PROBLEM TO SOLVE:
Return every line of the listing below, unchanged, from its first line to the line holding "credentials are missing.", that line included.

THE DATA:

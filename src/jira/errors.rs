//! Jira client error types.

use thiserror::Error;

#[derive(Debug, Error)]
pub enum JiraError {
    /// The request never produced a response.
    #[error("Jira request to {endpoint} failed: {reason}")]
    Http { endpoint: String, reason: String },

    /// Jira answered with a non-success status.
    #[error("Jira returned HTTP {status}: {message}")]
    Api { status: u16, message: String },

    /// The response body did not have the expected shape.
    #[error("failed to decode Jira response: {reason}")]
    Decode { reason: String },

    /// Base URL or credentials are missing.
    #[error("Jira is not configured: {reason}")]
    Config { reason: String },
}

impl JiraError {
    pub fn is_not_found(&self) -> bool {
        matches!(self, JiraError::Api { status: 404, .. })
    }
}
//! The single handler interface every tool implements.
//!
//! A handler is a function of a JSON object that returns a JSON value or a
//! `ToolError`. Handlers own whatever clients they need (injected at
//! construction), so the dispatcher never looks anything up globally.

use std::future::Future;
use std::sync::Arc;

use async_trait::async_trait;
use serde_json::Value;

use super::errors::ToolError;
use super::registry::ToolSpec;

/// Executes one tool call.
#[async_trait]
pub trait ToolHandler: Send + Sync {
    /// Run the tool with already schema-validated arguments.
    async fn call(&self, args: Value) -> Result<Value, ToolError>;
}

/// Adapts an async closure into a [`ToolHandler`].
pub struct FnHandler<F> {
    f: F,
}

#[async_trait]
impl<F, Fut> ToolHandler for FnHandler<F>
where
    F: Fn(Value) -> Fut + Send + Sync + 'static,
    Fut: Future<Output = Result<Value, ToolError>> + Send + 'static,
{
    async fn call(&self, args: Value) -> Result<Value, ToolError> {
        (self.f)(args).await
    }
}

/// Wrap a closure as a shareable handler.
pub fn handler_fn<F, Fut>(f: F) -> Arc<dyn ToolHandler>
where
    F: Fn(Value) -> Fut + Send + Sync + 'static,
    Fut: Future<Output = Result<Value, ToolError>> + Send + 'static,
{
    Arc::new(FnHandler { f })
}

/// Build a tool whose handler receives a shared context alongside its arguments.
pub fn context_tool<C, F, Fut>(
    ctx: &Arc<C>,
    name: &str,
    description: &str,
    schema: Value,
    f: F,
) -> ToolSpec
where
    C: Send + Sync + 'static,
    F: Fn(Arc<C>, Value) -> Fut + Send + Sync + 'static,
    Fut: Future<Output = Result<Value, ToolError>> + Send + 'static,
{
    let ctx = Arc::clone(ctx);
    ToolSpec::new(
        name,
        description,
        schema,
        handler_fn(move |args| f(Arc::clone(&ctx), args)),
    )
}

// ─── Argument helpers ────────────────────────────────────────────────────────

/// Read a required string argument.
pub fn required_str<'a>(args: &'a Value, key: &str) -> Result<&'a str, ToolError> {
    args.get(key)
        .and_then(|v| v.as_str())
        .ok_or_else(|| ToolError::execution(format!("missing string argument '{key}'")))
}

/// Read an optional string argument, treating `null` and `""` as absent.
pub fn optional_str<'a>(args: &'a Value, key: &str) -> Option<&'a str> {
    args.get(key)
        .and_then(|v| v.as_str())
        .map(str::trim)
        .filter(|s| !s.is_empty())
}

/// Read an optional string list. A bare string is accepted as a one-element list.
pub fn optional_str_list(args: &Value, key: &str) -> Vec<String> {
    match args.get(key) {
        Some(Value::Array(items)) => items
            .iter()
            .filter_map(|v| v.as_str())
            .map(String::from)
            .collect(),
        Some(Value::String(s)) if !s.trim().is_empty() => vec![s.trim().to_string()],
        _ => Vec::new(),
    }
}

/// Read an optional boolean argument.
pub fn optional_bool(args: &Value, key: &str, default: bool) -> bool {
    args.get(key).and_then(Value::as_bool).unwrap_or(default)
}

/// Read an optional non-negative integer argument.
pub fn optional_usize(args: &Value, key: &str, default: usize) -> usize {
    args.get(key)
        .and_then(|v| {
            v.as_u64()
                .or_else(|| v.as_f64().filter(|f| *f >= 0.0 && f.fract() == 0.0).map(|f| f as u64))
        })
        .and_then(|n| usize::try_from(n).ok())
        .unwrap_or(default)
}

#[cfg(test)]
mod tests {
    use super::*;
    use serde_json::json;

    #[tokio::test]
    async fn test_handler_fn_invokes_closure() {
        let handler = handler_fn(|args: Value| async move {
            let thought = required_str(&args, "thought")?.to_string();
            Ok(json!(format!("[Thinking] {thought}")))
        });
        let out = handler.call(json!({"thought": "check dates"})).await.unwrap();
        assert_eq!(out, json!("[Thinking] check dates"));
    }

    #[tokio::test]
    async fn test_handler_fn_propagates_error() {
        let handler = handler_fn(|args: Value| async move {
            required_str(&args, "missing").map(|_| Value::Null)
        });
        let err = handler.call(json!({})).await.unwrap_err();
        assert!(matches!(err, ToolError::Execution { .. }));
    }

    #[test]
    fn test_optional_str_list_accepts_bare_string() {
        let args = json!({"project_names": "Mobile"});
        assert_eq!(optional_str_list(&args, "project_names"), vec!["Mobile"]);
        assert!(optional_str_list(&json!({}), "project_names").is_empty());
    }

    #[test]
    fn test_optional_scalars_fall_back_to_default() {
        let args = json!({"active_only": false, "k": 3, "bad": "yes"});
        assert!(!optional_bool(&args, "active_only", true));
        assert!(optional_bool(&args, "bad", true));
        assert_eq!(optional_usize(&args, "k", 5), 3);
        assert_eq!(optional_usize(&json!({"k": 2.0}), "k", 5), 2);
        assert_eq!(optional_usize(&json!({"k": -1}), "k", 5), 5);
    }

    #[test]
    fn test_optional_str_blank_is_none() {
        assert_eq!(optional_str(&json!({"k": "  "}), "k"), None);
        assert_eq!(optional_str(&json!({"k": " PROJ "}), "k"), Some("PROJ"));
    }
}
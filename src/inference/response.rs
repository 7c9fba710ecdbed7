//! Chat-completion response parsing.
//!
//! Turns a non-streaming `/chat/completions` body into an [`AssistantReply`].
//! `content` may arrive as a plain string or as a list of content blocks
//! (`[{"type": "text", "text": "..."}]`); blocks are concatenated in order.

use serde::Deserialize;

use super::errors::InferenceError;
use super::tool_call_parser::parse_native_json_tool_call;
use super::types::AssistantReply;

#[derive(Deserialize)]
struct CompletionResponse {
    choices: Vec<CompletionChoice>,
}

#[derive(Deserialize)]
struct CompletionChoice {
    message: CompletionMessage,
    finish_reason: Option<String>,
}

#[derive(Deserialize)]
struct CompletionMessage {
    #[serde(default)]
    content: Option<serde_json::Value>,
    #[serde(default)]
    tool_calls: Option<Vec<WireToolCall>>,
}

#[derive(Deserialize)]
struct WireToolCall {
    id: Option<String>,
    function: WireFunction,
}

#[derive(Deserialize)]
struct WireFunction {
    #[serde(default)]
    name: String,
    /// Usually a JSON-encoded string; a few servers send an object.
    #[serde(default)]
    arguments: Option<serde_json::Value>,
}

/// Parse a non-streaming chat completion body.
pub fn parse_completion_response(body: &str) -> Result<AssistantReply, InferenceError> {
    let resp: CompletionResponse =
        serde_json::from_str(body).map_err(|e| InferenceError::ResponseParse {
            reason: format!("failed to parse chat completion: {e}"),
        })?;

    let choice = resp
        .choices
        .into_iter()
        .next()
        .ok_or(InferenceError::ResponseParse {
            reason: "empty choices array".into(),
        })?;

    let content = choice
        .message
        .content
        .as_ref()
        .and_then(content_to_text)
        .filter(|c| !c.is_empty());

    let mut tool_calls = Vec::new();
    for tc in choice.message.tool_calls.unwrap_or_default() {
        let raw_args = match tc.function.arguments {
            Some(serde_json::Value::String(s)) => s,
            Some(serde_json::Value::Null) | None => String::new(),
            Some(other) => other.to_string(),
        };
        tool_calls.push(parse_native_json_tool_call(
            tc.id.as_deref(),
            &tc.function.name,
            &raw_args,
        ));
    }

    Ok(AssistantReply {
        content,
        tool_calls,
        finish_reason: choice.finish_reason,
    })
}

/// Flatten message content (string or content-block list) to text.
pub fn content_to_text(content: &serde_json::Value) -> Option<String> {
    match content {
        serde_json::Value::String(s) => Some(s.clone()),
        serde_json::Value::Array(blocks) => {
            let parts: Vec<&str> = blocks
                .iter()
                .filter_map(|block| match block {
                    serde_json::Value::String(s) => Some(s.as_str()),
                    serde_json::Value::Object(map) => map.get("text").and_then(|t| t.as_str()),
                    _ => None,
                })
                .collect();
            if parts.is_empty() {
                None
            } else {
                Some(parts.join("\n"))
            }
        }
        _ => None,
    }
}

RESULT BELOW:
filename src/jira/errors.rs
//! Jira client error types.

use thiserror::Error;

#[derive(Debug, Error)]
pub enum JiraError {
    /// The request never produced a response.
    #[error("Jira request to {endpoint} failed: {reason}")]
    Http { endpoint: String, reason: String },

    /// Jira answered with a non-success status.
    #[error("Jira returned HTTP {status}: {message}")]
    Api { status: u16, message: String },

    /// The response body did not have the expected shape.
    #[error("failed to decode Jira response: {reason}")]
    Decode { reason: String },

    /// Base URL or credentials are missing.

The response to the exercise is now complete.